Neil Young famously said that it is “better to burn out than fade away,” which has begun to worry me lately, because most of us – and this sounds very un-rock and roll – can’t afford to burn out. I just returned from visiting a group of long-time friends, and when the conversation turned to work, it wasn’t pretty. All were feeling overwhelmed, some looked very tired, and everyone at some point during the weekend spent time on a conference call, email, or “checking in.” It is worth pointing out that this was a collection of diverse occupations, from medicine to government, corporate, small business, and entrepreneurs. It is also worth pointing out that these feelings were irrespective of each person’s love for their work; that is, those who love what they do feel the same pressures as those who don’t.
These sentiments were not expressed in isolation; rather, these feelings are anecdotes among a broader body of research that details the toll of near round-the-clock connectivity, in part “thanks” to technology. While technology and connectedness have given us so much in the way of productivity, they have also enabled the worst of our compulsive natures, and upped the ante on response times, responsiveness, and availability. We at times even feel it necessary to explain ourselves for taking time to recharge.
If we view the twentieth century in business as one in which we learned of the natural environment’s limits to growth, then the talent-driven twenty-first century must be the one where we force a serious conversation about how to keep our human resources vibrant and resilient in the face of so much self-driven opportunity, juxtaposed with distraction, fragmentation, and competition for our attention. This conversation is necessary because I am not convinced that being connected 24/7 is sustainable over the lifespan of a typical career, some 40 years, if one is to also succeed in finding and sustaining one’s whole self among the relationships, creative pursuits, and natural beauty of the world we are fortunate to live in. And lest these last pursuits sound too qualitative for you, keep in mind that many of our brightest innovations are inspired by the geometry, creative thinking, and near-divine inspiration manifested in the brush stroke, the newly built deck, or a conversation with a long-time friend.
The upshot of the above is that I predict a massive shift in the strategic advantage of business: From what we could call extraction of human capital, to the sustainability of human capital. The business owner or worker who can strike this balance will find that their advantage lies in the ability to dive in completely when it makes sense, and pull back completely when it doesn’t. In other words, your competitive advantage will be how you hold your own well-being in balance with the uncompromising drive that makes a successful entrepreneur (or, if you work for an organization, a successful career). Current efforts to address this are clumsy; deliberately going “off the grid” feels too extreme (and results in “punishment” when one returns because of missed emails, meetings, etc.), and limping along never unplugging makes people tired, cranky, out of balance, and worse, the dreaded syndrome that a colleague once articulated to me as (paraphrasing) “doing a lot and none of it well.” Wellness programs are a great start, but I have too many colleagues whose organizations give lip service to wellness, but it is unwritten that time out for wellness comes with a price (see “punishment” above).

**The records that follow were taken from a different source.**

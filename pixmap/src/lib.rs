/// Row alignment of surfaces built from packed pixels, in bytes.
pub const PITCH_ALIGN: usize = 4;

#[derive(Debug, Clone, Copy, PartialEq, Eq, Hash)]
pub enum PixelFormat {
    /// Bytes R, G, B.
    Rgb24,
    /// Bytes R, G, B, A.
    Rgba32,
}

impl PixelFormat {
    pub const fn bytes_per_pixel(self) -> usize {
        match self {
            PixelFormat::Rgb24  => 3,
            PixelFormat::Rgba32 => 4,
        }
    }

    pub const fn bits_per_pixel(self) -> u32 {
        self.bytes_per_pixel() as u32 * 8
    }

    /// The SDL2 pixel format constant describing this byte order.
    pub const fn name(self) -> &'static str {
        match self {
            PixelFormat::Rgb24  => "SDL_PIXELFORMAT_RGB24",
            PixelFormat::Rgba32 => "SDL_PIXELFORMAT_RGBA32",
        }
    }
}

#[derive(Debug, thiserror::Error)]
pub enum LayoutError {
    #[error("either image dimension is zero")]
    ZeroDimension,
    #[error("image dimensions exceed surface limits")]
    Overflow,
    #[error("pitch {pitch} is shorter than a row of {row} bytes")]
    ShortPitch { pitch: usize, row: usize },
    #[error("pixel buffer holds {got} bytes, layout needs {need}")]
    WrongLength { got: usize, need: usize },
}

mod meta {
    use super::{LayoutError, PITCH_ALIGN};

    // dimensions and pitch are emitted as C `int`s
    const LIMIT: usize = i32::MAX as usize;

    #[derive(Debug, Clone, Copy, PartialEq, Eq)]
    pub struct Meta {
        pitch: usize,
        row:   usize,
        wide:  usize,
        high:  usize,
    }

    impl Meta {
        pub fn try_new(wide: u32, high: u32, pitch: usize, bytes_per_pixel: usize)
            -> Result<Meta, LayoutError>
        {
            if wide == 0 || high == 0 {return Err(LayoutError::ZeroDimension)}
            let wide = usize::try_from(wide).map_err(|_| LayoutError::Overflow)?;
            let high = usize::try_from(high).map_err(|_| LayoutError::Overflow)?;
            let row = wide.checked_mul(bytes_per_pixel).ok_or(LayoutError::Overflow)?;
            if pitch < row {return Err(LayoutError::ShortPitch{pitch, row})}
            let len = pitch.checked_mul(high).ok_or(LayoutError::Overflow)?;
            if wide > LIMIT || high > LIMIT || pitch > LIMIT || len > isize::MAX as usize {
                return Err(LayoutError::Overflow);
            }
            Ok(Meta{pitch, row, wide, high})
        }

        pub fn aligned(wide: u32, high: u32, bytes_per_pixel: usize) -> Result<Meta, LayoutError> {
            let pitch = (wide as usize)
                .checked_mul(bytes_per_pixel)
                .and_then(|row| row.checked_next_multiple_of(PITCH_ALIGN))
                .ok_or(LayoutError::Overflow)?;
            Self::try_new(wide, high, pitch, bytes_per_pixel)
        }

        pub fn validate(&self, len: usize) -> Result<(), LayoutError> {
            let need = self.len();
            if len != need {return Err(LayoutError::WrongLength{got: len, need})}
            Ok(())
        }

        pub fn len(&self) -> usize { self.pitch * self.high }
        pub fn pitch(&self) -> usize { self.pitch }
        pub fn row(&self) -> usize { self.row }
        pub fn wide(&self) -> usize { self.wide }
        pub fn high(&self) -> usize { self.high }
    }
}

use meta::Meta;

/// A decoded image laid out the way an SDL surface expects it: rows of
/// `pitch` bytes, top to bottom, padding bytes at the end of each row.
#[derive(Debug, Clone)]
pub struct Pixmap {
    pixels: Vec<u8>,
    meta:   Meta,
    format: PixelFormat,
}

impl Pixmap {
    /// Takes a buffer that is already laid out with the given pitch.
    pub fn new_from_bytes(format: PixelFormat, wide: u32, high: u32, pitch: usize, pixels: Vec<u8>)
        -> Result<Self, LayoutError>
    {
        let meta = Meta::try_new(wide, high, pitch, format.bytes_per_pixel())?;
        meta.validate(pixels.len())?;
        Ok(Self{pixels, meta, format})
    }

    /// Takes tightly packed rows and pads each one out to a multiple of
    /// [`PITCH_ALIGN`] bytes with zeroes.
    pub fn new_from_packed(format: PixelFormat, wide: u32, high: u32, packed: &[u8])
        -> Result<Self, LayoutError>
    {
        let meta = Meta::aligned(wide, high, format.bytes_per_pixel())?;
        let need = meta.row() * meta.high();
        if packed.len() != need {
            return Err(LayoutError::WrongLength{got: packed.len(), need});
        }

        let pixels = if meta.row() == meta.pitch() {
            packed.to_vec()
        }
        else {
            let mut pixels = vec![0u8; meta.len()];
            pixels.chunks_exact_mut(meta.pitch())
                .zip(packed.chunks_exact(meta.row()))
                .for_each(|(dst, src)| dst[..src.len()].copy_from_slice(src));
            pixels
        };

        Ok(Self{pixels, meta, format})
    }

    pub fn wide(&self) -> u32 { self.meta.wide() as u32 }
    pub fn high(&self) -> u32 { self.meta.high() as u32 }
    pub fn pitch(&self) -> usize { self.meta.pitch() }
    pub fn format(&self) -> PixelFormat { self.format }
    pub fn bits_per_pixel(&self) -> u32 { self.format.bits_per_pixel() }

    /// Every byte of the surface, padding included; `high * pitch` long.
    pub fn as_bytes(&self) -> &[u8] {
        &self.pixels
    }
}
use {
    crate::{codegen, Config},
    camino::{Utf8Path as Path, Utf8PathBuf as PathBuf},
    formats::{Decode, DecodeError},
    pixmap::Pixmap,
    std::{
        fs::File,
        io::{self, BufWriter, Write},
    },
};

#[derive(Debug, thiserror::Error)]
pub enum ConvertError {
    #[error("Error opening `{path}' for writing")]
    Open { path: PathBuf, source: io::Error },
    #[error("Error converting image `{path}'")]
    Decode { path: PathBuf, source: DecodeError },
    #[error("Error writing `{path}'")]
    Write { path: PathBuf, source: io::Error },
}

/// Files created during one conversion. Unless kept, they are deleted again
/// when this is dropped.
#[derive(Default)]
struct Outputs {
    paths: Vec<PathBuf>,
    keep:  bool,
}

impl Outputs {
    fn create(&mut self, path: &Path) -> Result<BufWriter<File>, ConvertError> {
        let file = File::create(path)
            .map_err(|source| ConvertError::Open{path: path.to_owned(), source})?;
        self.paths.push(path.to_owned());
        Ok(BufWriter::new(file))
    }

    fn keep(mut self) {
        self.keep = true;
    }
}

impl Drop for Outputs {
    fn drop(&mut self) {
        if self.keep {return}
        for path in &self.paths {
            match std::fs::remove_file(path) {
                Ok(()) => log::debug!("removed {path}"),
                Err(err) => log::warn!("failed to remove {path}: {err}"),
            }
        }
    }
}

fn write_error(path: &Path) -> impl FnOnce(io::Error) -> ConvertError + '_ {
    move |source| ConvertError::Write{path: path.to_owned(), source}
}

fn write_outputs<H, S>(config: &Config, pixmap: &Pixmap, header: &mut H, implementation: &mut S)
    -> Result<(), ConvertError>
where
    H: Write,
    S: Write,
{
    codegen::write_header(header, config.symbol())
        .and_then(|()| header.flush())
        .map_err(write_error(config.header()))?;

    codegen::write_implementation(implementation, pixmap, config.symbol())
        .and_then(|()| implementation.flush())
        .map_err(write_error(config.source()))
}

/// Decodes the configured image and writes its header and implementation.
/// Nothing is left behind on failure.
pub fn convert<D>(decoder: &D, config: &Config) -> Result<(), ConvertError> where
    D: Decode + ?Sized,
{
    // writers are declared later so they close before any cleanup
    let mut outputs = Outputs::default();
    let mut header = outputs.create(config.header())?;
    let mut implementation = outputs.create(config.source())?;

    log::debug!("decoding {}", config.image());
    let pixmap = decoder.decode(config.image())
        .map_err(|source| ConvertError::Decode{path: config.image().to_owned(), source})?;

    write_outputs(config, &pixmap, &mut header, &mut implementation)?;

    outputs.keep();
    log::info!("{}: wrote {} and {} ({}x{}, {} pixel bytes)",
        config.image(), config.header(), config.source(),
        pixmap.wide(), pixmap.high(), pixmap.as_bytes().len());
    Ok(())
}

I personally choose to spot opportunity within this potentially disheartening narrative. While we have learned coping mechanisms, I feel that we once again have a technology problem, but not in the traditional development sense. Rather, we just haven’t learned how to use it effectively yet. We are still clumsy in that we use technology well, but we aren’t proactively in control of all that it has to offer us. For example, at times we blindly adopt, while disregarding that the adoption can result in additional work, just in a new format.
We also aren’t all at a point where we feel comfortable seamlessly shifting between the physical and virtual work environments, in part because many of us are still embedded in an organizational culture that rewards a time-clock mentality.
Perhaps most importantly, we haven’t learned to draw personal and organizational boundaries around our time such that we can confidently assure our stakeholders that we have completed a day’s worth of work, and that tomorrow is a new day. Technology opens the possibility that the day can conceivably go on indefinitely, and we haven’t yet considered what technology can contribute to helping us “stop.” Currently, this skill is solely a human one, but we have no school to teach us this skill in a digital age.
I don’t have the answer to some of the questions I have posed – I merely raise them because I’m concerned about where a culture solely focused on the value of work is headed; we risk “subsuming ourselves” in the process. “Burning out” OR “fading away” is thus a false choice – two sides of a pendulum swing; the goal is a holistic version of success, which I suspect is right down the middle.